Due to the patient’s age and advanced COPD, he was considered to be at high risk for carotid endarterectomy (CEA), and therefore it was decided to proceed with percutaneous carotid intervention. A 5 Fr Vitek catheter (Cook Inc., Bloomington, Indiana) was used to engage selectively in the carotid arteries. Carotid angiogram confirmed high-grade stenosis of the left ICA. The lesion was in a tortuous segment of the ICA with a 90-degree angulation. The ICA/CCA angle appeared to be moderate (about 45 degrees). The Vitek catheter was exchanged over a TAD II wire (Mallinckrodt, St. Louis, Missouri) for 7 Fr Flexor shuttle sheath (Cook Inc.). An Accunet Embolic Protection filter wire (Guidant Corp. Santa Clara, California) was placed distally in the ICA without difficulty, and the left internal carotid lesion was pre-dilated with a Quantum 4.0 x 15 mm balloon (Boston Scientific, Maple Grove, Minnesota). The balloon was exchanged for an Acculink Rx 8-6 x 30 mm self-expanding stent (Guidant Corp.). Since the lesion was mainly in the internal carotid artery, the stent was specifically placed just in the internal carotid rather than extending it into the common carotid artery (CCA). The stent was further dilated with a 5.0 x 15 mm balloon. When removal of the filter was attempted, the retrieval sheath became snagged on the stent struts and could not be passed past the proximal end of the stent. Therefore, further dilation with a 6 x 20 mm UltraSoft balloon (Boston Scientific) to create a different angulation and allow advancement of the sheath was attempted, but was unsuccessful.
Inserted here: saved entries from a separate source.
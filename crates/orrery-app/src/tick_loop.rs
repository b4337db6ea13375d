//! Fixed-interval tick scheduling.
//!
//! Wall-clock frame time is fed into an accumulator that releases one
//! simulation tick per elapsed interval. Oversized frames are clamped so a
//! stalled host drops ticks instead of replaying a long backlog.

use std::time::{Duration, Instant};

use tracing::warn;

/// Default interval between ticks: 50 ms (20 ticks per second).
pub const DEFAULT_TICK_INTERVAL: Duration = Duration::from_millis(50);

/// Largest frame time credited to the accumulator in one call, in seconds.
///
/// Intervals longer than this raise the limit to one interval.
pub const MAX_FRAME_TIME: f64 = 0.25;

/// Drives the simulation at a fixed tick interval.
///
/// Call [`frame`](Self::frame) whenever the host wakes up; it runs as many
/// ticks as the elapsed time allows.
pub struct TickLoop {
    interval: f64,
    previous_time: Instant,
    accumulator: f64,
    frame_count: u64,
    tick_count: u64,
    dropped_time: f64,
}

impl TickLoop {
    /// Creates a loop ticking every `interval`, starting from now.
    ///
    /// A zero interval is raised to one millisecond.
    pub fn new(interval: Duration) -> Self {
        let interval = interval.max(Duration::from_millis(1));
        Self {
            interval: interval.as_secs_f64(),
            previous_time: Instant::now(),
            accumulator: 0.0,
            frame_count: 0,
            tick_count: 0,
            dropped_time: 0.0,
        }
    }

    /// Measures time since the previous frame and runs due ticks.
    ///
    /// `update_fn(tick)` receives the 1-based tick number. Returns the number
    /// of ticks run.
    pub fn frame(&mut self, update_fn: impl FnMut(u64)) -> u32 {
        let now = Instant::now();
        let frame_time = now.duration_since(self.previous_time).as_secs_f64();
        self.previous_time = now;
        self.advance(frame_time, update_fn)
    }

    /// Runs due ticks for an explicit frame time in seconds.
    pub fn advance(&mut self, frame_time: f64, mut update_fn: impl FnMut(u64)) -> u32 {
        let max_frame_time = self.max_frame_time();
        let mut frame_time = frame_time.max(0.0);
        if frame_time > max_frame_time {
            warn!(
                "Frame time {:.1}ms exceeds maximum, dropping {:.1}ms",
                frame_time * 1000.0,
                (frame_time - max_frame_time) * 1000.0
            );
            self.dropped_time += frame_time - max_frame_time;
            frame_time = max_frame_time;
        }

        self.accumulator += frame_time;

        let mut ran = 0;
        while self.accumulator >= self.interval {
            self.tick_count += 1;
            update_fn(self.tick_count);
            self.accumulator -= self.interval;
            ran += 1;
        }

        self.frame_count += 1;
        ran
    }

    /// Frame-time clamp: [`MAX_FRAME_TIME`], or one interval if that is longer.
    pub fn max_frame_time(&self) -> f64 {
        MAX_FRAME_TIME.max(self.interval)
    }

    /// Time left until the next tick is due.
    pub fn until_next_tick(&self) -> Duration {
        Duration::from_secs_f64((self.interval - self.accumulator).max(0.0))
    }

    /// Tick interval.
    pub fn interval(&self) -> Duration {
        Duration::from_secs_f64(self.interval)
    }

    /// Frames processed.
    pub fn frame_count(&self) -> u64 {
        self.frame_count
    }

    /// Ticks run.
    pub fn tick_count(&self) -> u64 {
        self.tick_count
    }

    /// Wall-clock seconds discarded by the frame-time clamp.
    pub fn dropped_time(&self) -> f64 {
        self.dropped_time
    }
}

impl Default for TickLoop {
    fn default() -> Self {
        Self::new(DEFAULT_TICK_INTERVAL)
    }
}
Despite multiple catheter manipulations and rotations, the retrieval sheath could not be advanced. At this point, it was decided to attempt to pull the filter back into the Shuttle catheter without the retrieval sheath. While pulling back, the filter became snagged on the stent and broke off, leaving a stent and filter apparatus in the common carotid artery. Consideration was given to stenting the whole apparatus against the CCA wall, but it was felt that the apparatus might be bulky enough to prevent adequate stent opposition or cause significant flow limitation. Therefore, we decided to attempt mechanical capture and removal of the apparatus. Attempts at removal using a 2–4 Ensnare Minisnare (Medical Device Technologies, Gainesville, Florida) were unsuccessful. Next, a three-pronged grasper device (Applied Medical, Rancho Santa Margarita, California) was used to grab and pull out the stent-filter apparatus. Following this, a fairly pronounced dissection was noted at the site of the previous lesion, attributed to the stent-filter apparatus trauma to the vessel wall on pulling back. The dissection was treated with placement of an 8-6 x 40 mm stent in the ICA, extending into the CCA. Despite the difficulty encountered during removal of the initial EPD device, we opted to deploy a new filter system prior to the second stent placement because of the concern over microembolization from the dissection site. We felt confident that extending the stent in the CCA would lessen the angulation and allow straight passage of the removal sheath through the stent. After stent deployment, no further balloon dilation was necessary, and the filter was easily removed with a filter removal sheath.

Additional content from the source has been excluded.